The Importance of Optimizing the Right Thing
I’m following up from my previous post because I got some feedback on the PR’s performance from the Eigen maintainers. You may recall it had two parts:
- Taking advantage of the identity right hand side (RHS) when producing a Q matrix from \(Q \times I\)
- Switching the inner (result column \(j\)) and outer (Householder vector \(h_k\)) loops and precalculating \({\beta}_k h_k\)
The first of those was acknowledged and quickly taken into Eigen in a somewhat different form. The second did not do so well.
Reality Strikes
One maintainer ran my changes on a selection of “real world” matrices taken from the SuiteSparse Matrix Collection using his own benchmark code and found a moderate to significant slowdown, in contrast to my measured 2-3X speedup. So what went wrong?

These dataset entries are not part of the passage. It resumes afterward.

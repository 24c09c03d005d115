//! ToolRouter: dispatches model tool calls to registered operations.
//!
//! The ToolRouter is the bridge between the model's tool call decisions and
//! the operation handlers. For every call it:
//! - Looks the tool up in the registry
//! - Parses and validates the arguments against the tool's schema
//! - Resolves resource references and normalizes status words
//! - Invokes the handler exactly once, catching panics
//! - Bounds the size of the payload handed back to the model
//!
//! `dispatch` never fails: every outcome, including unexpected ones, comes
//! back as a [`ToolResult`] carrying the original call id.

use std::panic::AssertUnwindSafe;
use std::sync::Arc;
use std::time::Instant;

use futures::FutureExt;
use serde_json::{json, Map, Value};

use crate::stores::{Backends, ScopeKey};

use super::errors::ToolError;
use super::registry::{ArgRole, OperationRegistry, ToolContext, ToolSpec};
use super::resolver::IdentifierResolver;
use super::types::{ToolCallRequest, ToolResult};
use super::vocabulary::Vocabulary;

// ─── Constants ──────────────────────────────────────────────────────────────

/// Default cap on a serialized tool payload, in bytes.
pub const DEFAULT_MAX_RESULT_CHARS: usize = 8_000;

/// Replacement for secret-looking argument values in logs.
const MASK: &str = "***MASKED***";

const SECRET_KEY_PARTS: &[&str] = &["api_key", "token", "password", "secret", "credentials"];

// ─── ToolRouter ─────────────────────────────────────────────────────────────

pub struct ToolRouter {
    registry: Arc<OperationRegistry>,
    resolver: IdentifierResolver,
    vocabulary: Arc<Vocabulary>,
    backends: Backends,
    max_result_chars: usize,
}

impl ToolRouter {
    pub fn new(
        registry: Arc<OperationRegistry>,
        vocabulary: Arc<Vocabulary>,
        backends: Backends,
    ) -> Self {
        Self {
            resolver: IdentifierResolver::new(Arc::clone(&backends.listing)),
            registry,
            vocabulary,
            backends,
            max_result_chars: DEFAULT_MAX_RESULT_CHARS,
        }
    }

    pub fn with_max_result_chars(mut self, max: usize) -> Self {
        self.max_result_chars = max;
        self
    }

    pub fn registry(&self) -> &OperationRegistry {
        &self.registry
    }

    /// Execute one tool call. Exactly one handler attempt; no retries.
    pub async fn dispatch(&self, call: &ToolCallRequest, scope: &ScopeKey) -> ToolResult {
        let start = Instant::now();

        let outcome = self.execute(call, scope).await;

        let elapsed_ms = start.elapsed().as_millis() as u64;
        match &outcome {
            Ok(_) => tracing::info!(
                tool = %call.name,
                call_id = %call.id,
                elapsed_ms,
                "tool call succeeded"
            ),
            Err(e) => tracing::warn!(
                tool = %call.name,
                call_id = %call.id,
                elapsed_ms,
                error_kind = %e.kind,
                error = %e.message,
                "tool call failed"
            ),
        }

        ToolResult {
            call_id: call.id.clone(),
            tool_name: call.name.clone(),
            outcome,
            execution_time_ms: elapsed_ms,
        }
    }

    async fn execute(&self, call: &ToolCallRequest, scope: &ScopeKey) -> Result<Value, ToolError> {
        let spec = self.registry.get(&call.name)?;
        let mut args = parse_arguments(&call.raw_arguments)?;

        let masked = mask_secrets(&Value::Object(args.clone()));
        tracing::debug!(
            tool = %call.name,
            call_id = %call.id,
            args = %masked,
            "dispatching tool call"
        );

        spec.validate(&mut args)?;
        self.prepare(spec, &mut args, scope).await?;

        let ctx = ToolContext {
            scope: scope.clone(),
            backends: self.backends.clone(),
        };
        let handler = spec.handler();

        let payload = match AssertUnwindSafe(handler(args, ctx)).catch_unwind().await {
            Ok(result) => result?,
            Err(panic) => {
                let reason = panic_message(&*panic);
                tracing::error!(tool = %call.name, call_id = %call.id, reason = %reason, "tool handler panicked");
                return Err(ToolError::internal(format!("tool '{}' failed unexpectedly", call.name)));
            }
        };

        Ok(self.bound_payload(payload))
    }

    /// Replace references with canonical ids and status words with canonical
    /// statuses. Runs after validation, so present values are strings.
    async fn prepare(
        &self,
        spec: &ToolSpec,
        args: &mut Map<String, Value>,
        scope: &ScopeKey,
    ) -> Result<(), ToolError> {
        for param in spec.params() {
            let Some(raw) = args.get(param.name()).and_then(Value::as_str) else {
                continue;
            };
            let canonical = match param.role() {
                ArgRole::Plain => continue,
                ArgRole::ResourceRef(kind) => self.resolver.resolve(kind, raw, scope).await?,
                ArgRole::StatusToken(kind) => self.vocabulary.normalize(kind, raw)?.as_str().to_string(),
            };
            args.insert(param.name().to_string(), Value::String(canonical));
        }
        Ok(())
    }

    /// Oversized payloads are replaced with a truncated preview.
    fn bound_payload(&self, payload: Value) -> Value {
        let text = payload.to_string();
        if text.len() <= self.max_result_chars {
            return payload;
        }
        json!({
            "truncated": true,
            "original_chars": text.len(),
            "preview": truncate_utf8(&text, self.max_result_chars),
        })
    }
}

// ─── Helpers ────────────────────────────────────────────────────────────────

/// Parse raw argument text. Empty text means no arguments.
fn parse_arguments(raw: &str) -> Result<Map<String, Value>, ToolError> {
    if raw.trim().is_empty() {
        return Ok(Map::new());
    }
    match serde_json::from_str::<Value>(raw) {
        Ok(Value::Object(map)) => Ok(map),
        Ok(_) => Err(ToolError::validation("tool arguments must be a JSON object")),
        Err(e) => Err(ToolError::validation(format!("tool arguments are not valid JSON: {e}"))
            .with_details(json!({ "raw_arguments": truncate_utf8(raw, 200) }))),
    }
}

/// Copy of `value` with secret-looking object fields replaced, recursively.
pub fn mask_secrets(value: &Value) -> Value {
    match value {
        Value::Object(map) => Value::Object(
            map.iter()
                .map(|(k, v)| {
                    let lower = k.to_lowercase();
                    if SECRET_KEY_PARTS.iter().any(|part| lower.contains(part)) {
                        (k.clone(), Value::String(MASK.into()))
                    } else {
                        (k.clone(), mask_secrets(v))
                    }
                })
                .collect(),
        ),
        Value::Array(items) => Value::Array(items.iter().map(mask_secrets).collect()),
        other => other.clone(),
    }
}

/// Truncate to at most `max_bytes`, backing off to a char boundary.
pub(crate) fn truncate_utf8(s: &str, max_bytes: usize) -> &str {
    if s.len() <= max_bytes {
        return s;
    }
    let mut end = max_bytes;
    while end > 0 && !s.is_char_boundary(end) {
        end -= 1;
    }
    &s[..end]
}

fn panic_message(panic: &(dyn std::any::Any + Send)) -> String {
    if let Some(s) = panic.downcast_ref::<&str>() {
        s.to_string()
    } else if let Some(s) = panic.downcast_ref::<String>() {
        s.clone()
    } else {
        "non-string panic payload".to_string()
    }
}

// ─── Tests ──────────────────────────────────────────────────────────────────

#[cfg(test)]
mod tests {
    use serde::Deserialize;

    use super::*;
    use crate::agent_core::errors::ToolErrorKind;
    use crate::agent_core::operations::default_registry;
    use crate::agent_core::registry::{ParamSpec, ToolSpec};
    use crate::agent_core::test_support::{memory_backends, FakeHome};
    use crate::stores::{GroceryStore, NewGroceryItem};

    fn router_with(registry: OperationRegistry) -> (ToolRouter, Backends) {
        let (_, backends) = memory_backends(Arc::new(FakeHome::default()));
        let router = ToolRouter::new(
            Arc::new(registry),
            Arc::new(Vocabulary::default()),
            backends.clone(),
        );
        (router, backends)
    }

    fn router() -> (ToolRouter, Backends) {
        router_with(default_registry(&Vocabulary::default()).unwrap())
    }

    fn call(name: &str, args: Value) -> ToolCallRequest {
        ToolCallRequest {
            id: format!("call_{name}"),
            name: name.into(),
            raw_arguments: args.to_string(),
        }
    }

    async fn add(backends: &Backends, name: &str) -> String {
        backends
            .groceries
            .add_grocery(
                &ScopeKey::default(),
                NewGroceryItem {
                    name: name.into(),
                    qty: 1,
                    notes: None,
                },
            )
            .await
            .unwrap()
            .id
    }

    #[tokio::test]
    async fn test_ordinal_and_status_word_are_canonicalized() {
        let (router, backends) = router();
        add(&backends, "milk").await;
        let second = add(&backends, "eggs").await;

        let result = router
            .dispatch(
                &call("update_grocery_status", json!({ "id": 2, "status": "Ordered" })),
                &ScopeKey::default(),
            )
            .await;

        let payload = result.outcome.unwrap();
        assert_eq!(payload["item"]["id"], second);
        assert_eq!(payload["item"]["status"], "purchased");
        assert_eq!(result.call_id, "call_update_grocery_status");
    }

    #[tokio::test]
    async fn test_empty_list_ordinal_is_not_found() {
        let (router, _) = router();
        let result = router
            .dispatch(
                &call("update_task_status", json!({ "id": "1", "status": "done" })),
                &ScopeKey::default(),
            )
            .await;
        assert_eq!(result.error_kind(), Some(ToolErrorKind::NotFound));
        let payload = result.to_model_payload();
        assert_eq!(payload["details"]["length"], 0);
    }

    #[tokio::test]
    async fn test_unmapped_status_never_reaches_store() {
        let (router, backends) = router();
        let id = add(&backends, "milk").await;

        let result = router
            .dispatch(
                &call("update_grocery_status", json!({ "id": id, "status": "Shipped" })),
                &ScopeKey::default(),
            )
            .await;
        assert_eq!(result.error_kind(), Some(ToolErrorKind::ValidationError));

        let items = backends
            .groceries
            .list_groceries(&ScopeKey::default(), None, 10)
            .await
            .unwrap();
        assert_eq!(items[0].status.as_str(), "not_purchased");
    }

    #[tokio::test]
    async fn test_unknown_tool() {
        let (router, _) = router();
        let result = router
            .dispatch(&call("delete_everything", json!({})), &ScopeKey::default())
            .await;
        assert_eq!(result.error_kind(), Some(ToolErrorKind::UnknownTool));
        assert_eq!(result.call_id, "call_delete_everything");
    }

    #[tokio::test]
    async fn test_malformed_arguments() {
        let (router, _) = router();
        for raw in ["{not json", "[1, 2]", "\"milk\""] {
            let result = router
                .dispatch(
                    &ToolCallRequest {
                        id: "c".into(),
                        name: "add_to_groceries".into(),
                        raw_arguments: raw.into(),
                    },
                    &ScopeKey::default(),
                )
                .await;
            assert_eq!(result.error_kind(), Some(ToolErrorKind::ValidationError), "raw: {raw}");
        }
    }

    #[tokio::test]
    async fn test_empty_arguments_are_an_empty_object() {
        let (router, _) = router();
        let result = router
            .dispatch(
                &ToolCallRequest {
                    id: "c".into(),
                    name: "list_tasks".into(),
                    raw_arguments: String::new(),
                },
                &ScopeKey::default(),
            )
            .await;
        assert!(result.is_ok());
    }

    #[derive(Deserialize)]
    struct NoArgs {}

    #[tokio::test]
    async fn test_handler_panic_is_internal_error() {
        let mut registry = OperationRegistry::new();
        registry
            .register(ToolSpec::new(
                "explode",
                "Always panics.",
                vec![],
                |_: NoArgs, _ctx| async move {
                    if true {
                        panic!("kaboom");
                    }
                    Ok(Value::Null)
                },
            ))
            .unwrap();
        let (router, _) = router_with(registry);

        let result = router.dispatch(&call("explode", json!({})), &ScopeKey::default()).await;
        assert_eq!(result.error_kind(), Some(ToolErrorKind::InternalError));
        assert!(!result.to_model_payload()["error"].as_str().unwrap().contains("kaboom"));
    }

    #[tokio::test]
    async fn test_oversized_payload_is_truncated() {
        let mut registry = OperationRegistry::new();
        registry
            .register(ToolSpec::new(
                "big",
                "Returns a lot.",
                vec![ParamSpec::string("fill")],
                |_: NoArgs, _ctx| async move { Ok(json!({ "blob": "é".repeat(10_000) })) },
            ))
            .unwrap();
        let (router, _) = router_with(registry);
        let router = router.with_max_result_chars(101);

        let payload = router
            .dispatch(&call("big", json!({})), &ScopeKey::default())
            .await
            .outcome
            .unwrap();
        assert_eq!(payload["truncated"], true);
        assert!(payload["preview"].as_str().unwrap().len() <= 101);
    }

    #[test]
    fn test_mask_secrets_recurses() {
        let masked = mask_secrets(&json!({
            "domain": "light",
            "API_KEY": "abc",
            "data": { "access_token": "xyz", "brightness": 80 },
            "list": [{ "password": "p" }],
        }));
        assert_eq!(masked["domain"], "light");
        assert_eq!(masked["API_KEY"], MASK);
        assert_eq!(masked["data"]["access_token"], MASK);
        assert_eq!(masked["data"]["brightness"], 80);
        assert_eq!(masked["list"][0]["password"], MASK);
    }

    #[test]
    fn test_truncate_utf8_respects_char_boundary() {
        assert_eq!(truncate_utf8("héllo", 2), "h");
        assert_eq!(truncate_utf8("abc", 10), "abc");
    }
}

The real world matrices differed from mine in at least two significant ways:
- They were considerably sparser. I measured 5, 8, and 20% dense matrices but theirs varied between 0.5 and 1.5%
- Mine were uniformly random - that is, every entry had an equal chance of having a nonzero value. Real world matrices are often “lumpy”.
In addition, solving against a single vector (which involves multiplying by \(Q^*\)) was an important metric. For this case there is only one result column and we get no savings from precalculating \({\beta}_k h_k\). My tests always used square RHS matrices of the same size as \(Q\).
Conclusion
I’m going to take another look at this later - I still have some ideas that might help - but the lesson learned for now is be sure you have the right metrics when you optimize.